Tradisi Yasinan di masyarakat Jawa sering kali menjadi perdebatan di kalangan umat Islam. Ada yang menganggapnya sebagai amalan mulia penuh makna, namun tidak sedikit pula yang menyebutnya sebagai bentuk bid'ah karena tidak dicontohkan oleh Nabi Muhammad. Namun, jika kita menelaah lebih dalam, sebagaimana dipaparkan oleh Rhoni Rodin dalam jurnalnya yang berjudul Tradisi tahlilan dan yasinan. IBDA: Jurnal Kajian Islam Dan Budaya, 11(1), 76-87, tradisi ini tidak hanya sarat nilai spiritual, tetapi juga merupakan warisan akulturasi budaya dan agama yang sangat khas di Indonesia. Dari sisi spiritualitas, Yasinan menjadi sarana mendekatkan diri kepada Allah. Banyak masyarakat yang merasa tentram dan tenang setelah mengikuti acara ini. Surat Yasin sendiri sering disebut sebagai jantungnya Al-Qur'an, dan membacanya dipercaya membawa keberkahan. Melalui pembacaan yang kolektif, masyarakat merasakan kekuatan spiritual yang lebih dari sekadar ritual pribadi.

Dari sisi sosial budaya, Yasinan adalah simbol ukhuwah islamiyah dan solidaritas warga. Di kampung-kampung, Yasinan memperkuat interaksi sosial, saling mengenal antar tetangga, dan menjaga silaturahmi. Saat ada warga yang meninggal, sakit, atau memiliki hajat, Yasinan hadir sebagai bentuk dukungan moral dan spiritual. Ini adalah wajah Islam yang ramah dan membumi.

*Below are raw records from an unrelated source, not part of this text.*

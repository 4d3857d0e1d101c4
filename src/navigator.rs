use std::sync::Arc;
use std::time::Duration;

use async_executors::Timer;

use crate::config::NavigatorConfig;
use crate::flight_log::{FlightLog, LogFacade};
use crate::geometry::{Bounds, Pose, Turn};
use crate::vehicle::{Command, Vehicle};
use crate::{Error, Result};

/// Whether the vehicle is in the air
#[derive(Debug, Clone, Copy, PartialEq, Eq)]
pub enum FlightState {
    /// On the ground, motors stopped
    Grounded,
    /// Airborne
    Flying,
}

/// # The Navigator
///
/// Wraps a [Vehicle] and keeps a dead-reckoning estimate of its [Pose] on a bounded grid. Waypoints are turned into a
/// rotation followed by a forward move.
///
/// All operations take `&mut self`: one caller drives one navigator, one command at a time. Precondition failures are
/// reported before anything is sent to the vehicle, and vehicle failures are returned as they are, without retry.
///
/// See the [crate root documentation](crate) for an example.
pub struct Navigator<V, T> {
    vehicle: V,
    timer: T,
    config: NavigatorConfig,
    pose: Pose,
    state: FlightState,
    flight_log: Arc<dyn FlightLog>,
}

impl<V: Vehicle, T: Timer> Navigator<V, T> {
    /// Create a navigator with the default configuration
    ///
    /// The timer argument should be a timer from the crate `async_executors`, it is used to wait during pit stops.
    pub fn new(vehicle: V, timer: T) -> Self {
        Self::with_config(vehicle, timer, NavigatorConfig::default())
    }

    /// Create a navigator with a custom configuration
    ///
    /// The navigator starts grounded at the origin, facing 0 degrees.
    pub fn with_config(vehicle: V, timer: T, config: NavigatorConfig) -> Self {
        Self {
            vehicle,
            timer,
            config,
            pose: Pose::default(),
            state: FlightState::Grounded,
            flight_log: Arc::new(LogFacade),
        }
    }

    /// Replace the default [LogFacade] flight log
    pub fn with_flight_log(mut self, flight_log: impl FlightLog + 'static) -> Self {
        self.flight_log = Arc::new(flight_log);
        self
    }

    /// Current pose estimate
    pub fn pose(&self) -> Pose {
        self.pose
    }

    /// Current flight state
    pub fn flight_state(&self) -> FlightState {
        self.state
    }

    /// Returns true if the vehicle is airborne
    pub fn is_flying(&self) -> bool {
        self.state == FlightState::Flying
    }

    /// Legal waypoint area
    pub fn bounds(&self) -> Bounds {
        self.config.bounds
    }

    /// Navigator configuration
    pub fn config(&self) -> &NavigatorConfig {
        &self.config
    }

    /// Access the wrapped vehicle
    pub fn vehicle(&self) -> &V {
        &self.vehicle
    }

    /// Give back the wrapped vehicle
    pub fn into_vehicle(self) -> V {
        self.vehicle
    }

    /// Returns true if `(x, y)` is inside the bounds, edges included
    pub fn validate_location(&self, x: f64, y: f64) -> bool {
        self.info(&format!(
            "Validating target location is within bounds {}",
            self.config.bounds
        ));

        self.config.bounds.contains(x, y)
    }

    /// Open the control session with the vehicle
    ///
    /// Call once before any flight operation.
    pub async fn connect(&mut self) -> Result<()> {
        self.info("Connecting to vehicle...");
        self.command(Command::Connect).await?;
        self.info("Connected");

        Ok(())
    }

    /// Take off
    ///
    /// Fails with [Error::InvalidState] if the vehicle is already flying.
    pub async fn initiate_flight(&mut self) -> Result<()> {
        if self.is_flying() {
            return Err(self.bad_command(Error::InvalidState(
                "cannot take off, vehicle is already flying".to_owned(),
            )));
        }

        self.take_off().await
    }

    /// Land
    ///
    /// Fails with [Error::InvalidState] if the vehicle is already on the ground.
    pub async fn finish_flight(&mut self) -> Result<()> {
        if !self.is_flying() {
            return Err(self.bad_command(Error::InvalidState(
                "cannot land, vehicle is already grounded".to_owned(),
            )));
        }

        self.touch_down().await
    }

    /// Fly in a straight line to `(x, y)`
    ///
    /// The vehicle first rotates to face the target, then flies forward. The pose estimate is updated once both
    /// commands went through; if the vehicle fails a command the error is returned and the pose is left untouched.
    ///
    /// Fails with [Error::InvalidTarget] if the target is out of bounds or is the current position, and with
    /// [Error::InvalidState] if the vehicle is grounded and automatic takeoff is disabled.
    pub async fn fly_to_location(&mut self, x: f64, y: f64) -> Result<()> {
        if !self.validate_location(x, y) {
            return Err(self.bad_command(Error::InvalidTarget(format!(
                "[{}, {}] is outside bounds {}",
                x, y, self.config.bounds
            ))));
        }
        if self.pose.is_at(x, y) {
            return Err(self.bad_command(Error::InvalidTarget(format!(
                "vehicle is already at [{}, {}]",
                x, y
            ))));
        }

        if !self.is_flying() {
            if !self.config.auto_takeoff {
                return Err(self.bad_command(Error::InvalidState(
                    "cannot move while grounded, initiate flight first".to_owned(),
                )));
            }
            self.info("Vehicle not in flight, commencing takeoff...");
            self.take_off().await?;
        }

        let course = self.pose.course_to(x, y);
        self.info(&format!("Current location {}", self.pose));
        self.info(&format!(
            "Need to face {} degrees and fly {} cm",
            course.heading, course.distance
        ));

        let turn = self.pose.turn_towards(course.heading);
        match turn {
            Turn::Clockwise(degrees) => {
                self.info(&format!("Rotating clockwise {} degrees...", degrees))
            }
            Turn::CounterClockwise(degrees) => {
                self.info(&format!("Rotating counter-clockwise {} degrees...", degrees))
            }
            Turn::None => (),
        }
        if let Some(rotation) = turn.command() {
            self.command(rotation).await?;
        }

        self.info(&format!("Moving forward {} cm...", course.distance));
        self.command(Command::MoveForward(course.distance)).await?;

        self.pose = Pose::new(x, y, course.heading);
        self.info(&format!("Location updated to {}", self.pose));

        Ok(())
    }

    /// Land, wait for `duration`, and take off again
    ///
    /// Fails with [Error::InvalidState], without waiting, if the vehicle is grounded. Dropping the returned future
    /// during the wait cancels it and leaves the vehicle on the ground.
    pub async fn pit_stop(&mut self, duration: Duration) -> Result<()> {
        if !self.is_flying() {
            return Err(self.bad_command(Error::InvalidState(
                "cannot make a pit stop, vehicle is grounded".to_owned(),
            )));
        }

        self.info(&format!("Pit stop for {:?}...", duration));
        self.touch_down().await?;
        self.timer.sleep(duration).await;
        self.take_off().await?;
        self.info("Pit stop done");

        Ok(())
    }

    /// Fly the edges of the bounds, with two pit stops
    ///
    /// Starting from the origin: take off, fly to `(0, max_y)`, pit stop, fly to `(max_x, max_y)`, pit stop, fly to
    /// `(max_x, 0)` and back to the origin, then land. Must start grounded at the origin.
    pub async fn fly_square_path(&mut self) -> Result<()> {
        let (max_x, max_y) = (self.config.bounds.max_x(), self.config.bounds.max_y());
        let pause = self.config.pit_stop_duration;

        self.info("Flying square path");
        self.initiate_flight().await?;
        self.fly_to_location(0.0, max_y).await?;
        self.pit_stop(pause).await?;
        self.fly_to_location(max_x, max_y).await?;
        self.pit_stop(pause).await?;
        self.fly_to_location(max_x, 0.0).await?;
        self.fly_to_location(0.0, 0.0).await?;
        self.finish_flight().await?;
        self.info("Square path done");

        Ok(())
    }

    async fn take_off(&mut self) -> Result<()> {
        self.info("Taking off...");
        self.command(Command::Takeoff).await?;
        self.state = FlightState::Flying;
        self.info("Vehicle is flying");

        Ok(())
    }

    async fn touch_down(&mut self) -> Result<()> {
        self.info("Landing...");
        self.command(Command::Land).await?;
        self.state = FlightState::Grounded;
        self.info("Vehicle is grounded");

        Ok(())
    }

    async fn command(&self, command: Command) -> Result<()> {
        let result = self.vehicle.execute(command).await;
        if let Err(e) = &result {
            self.flight_log
                .error(&format!("Vehicle command '{}' failed: {}", command, e));
        }

        result
    }

    fn bad_command(&self, error: Error) -> Error {
        self.flight_log
            .error(&format!("ERROR - BAD_COMMAND: {}", error));
        error
    }

    fn info(&self, message: &str) {
        self.flight_log.info(message);
    }
}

Dalam perspektif metodologi studi Islam, tradisi seperti Yasinan tidak bisa dipahami hanya dari pendekatan hukum (fikih) semata. Kita perlu menggunakan pendekatan sosial budaya atau antropologis. Yasinan tidak hanya dilihat sebagai ritual, tetapi juga sebagai ekspresi budaya religius yang hidup dan bermakna. Seperti yang pernah dikemukakan Clifford Geertz, agama tidak berdiri sendiri, tetapi berkelindan dengan struktur sosial dan nilai budaya masyarakat.

Lalu, apakah Yasinan bertentangan dengan ajaran Islam? Jawabannya tentu tidak, selama tidak mengandung unsur kemusyrikan atau menyelisihi prinsip-prinsip syariat. Justru, tradisi ini adalah bentuk ijtihad budaya, yaitu adaptasi ajaran Islam ke dalam konteks lokal, selama tetap menjaga ruh Islam itu sendiri. Inilah yang membuat Islam di Indonesia begitu kaya dan dinamis.

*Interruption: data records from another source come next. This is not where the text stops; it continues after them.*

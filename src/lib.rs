//! # Quadcopter waypoint navigator
//!
//! This crate flies a quadcopter from waypoint to waypoint on a bounded 2D grid using dead reckoning: it keeps an
//! estimate of the vehicle position and heading, and turns each requested `(x, y)` target into a rotation followed by
//! a forward move. There is no sensing, no obstacle avoidance and no path planning: waypoints are flown in the order
//! they are given.
//!
//! ## Components
//!
//! | Module | Role |
//! |--------|------|
//! | [Navigator] | Flight state machine, waypoint moves, pit stops |
//! | [geometry] | Pose, bounds, heading and distance computation |
//! | [vehicle] | Vehicle control interface and its implementations |
//! | [flight_log] | Where the navigator reports what it does |
//!
//! ## Usage
//!
//! The basic procedure to use the lib is:
//!  - Open a [Vehicle](vehicle::Vehicle), for example a [Tello](vehicle::Tello) or a
//!    [ChannelVehicle](vehicle::ChannelVehicle) feeding your own link task
//!  - Create a [Navigator] from the vehicle and a timer, optionally with a [NavigatorConfig]
//!  - Call [Navigator::connect()] once
//!  - Call [Navigator::initiate_flight()], then any sequence of [Navigator::fly_to_location()] and
//!    [Navigator::pit_stop()], and finally [Navigator::finish_flight()]
//!
//! The navigator logs every step through the [`log`] crate by default, see [flight_log] to capture messages instead.
//!
//! For example:
//! ``` no_run
//! # async fn test() -> Result<(), Box<dyn std::error::Error>> {
//! use quad_navigator::vehicle::{Tello, TelloConfig};
//! use quad_navigator::Navigator;
//!
//! let tello = Tello::open(async_executors::AsyncStd, TelloConfig::default()).await?;
//! let mut navigator = Navigator::new(tello, async_executors::AsyncStd);
//!
//! navigator.connect().await?;
//! navigator.initiate_flight().await?;
//! navigator.fly_to_location(100.0, 100.0).await?;
//! navigator.pit_stop(std::time::Duration::from_secs(3)).await?;
//! navigator.fly_to_location(100.0, 0.0).await?;
//! navigator.finish_flight().await?;
//! # Ok(())
//! # }
//! ```
//!
//! ## Known limitations
//!
//! Headings are computed as `atan(dy / dx)` with no quadrant correction: for targets with a smaller x than the current
//! position the vehicle faces the mirrored direction. See [Pose::course_to()].

#![warn(missing_docs)]

mod config;
mod error;
mod navigator;

pub mod flight_log;
pub mod geometry;
pub mod vehicle;

pub use crate::config::{NavigatorConfig, DEFAULT_PIT_STOP_DURATION};
pub use crate::error::{Error, Result};
pub use crate::geometry::{Bounds, Pose};
pub use crate::navigator::{FlightState, Navigator};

Menurut Rhoni Rodin, Yasinan dan Tahlilan merupakan bentuk akulturasi antara ajaran Islam dan budaya lokal, khususnya dalam konteks takziyah atau musibah kematian. Tradisi ini berkembang dari nilai-nilai adat yang diwariskan secara turun-temurun, namun telah diisi dengan praktik Islami seperti pembacaan surat Yasin, tahlil, dan doa bersama. Hal ini menunjukkan bahwa Islam tidak datang dengan merombak total budaya lokal, melainkan menyerap dan menyempurnakannya sesuai dengan nilai-nilai syariat

Menolak Yasinan hanya karena ia tidak dilakukan Nabi, sama saja dengan mengabaikan dinamika sejarah dan kekayaan Islam lokal. Bukankah Islam datang untuk memudahkan, bukan menyulitkan? Dan bukankah Islam adalah rahmat bagi seluruh alam?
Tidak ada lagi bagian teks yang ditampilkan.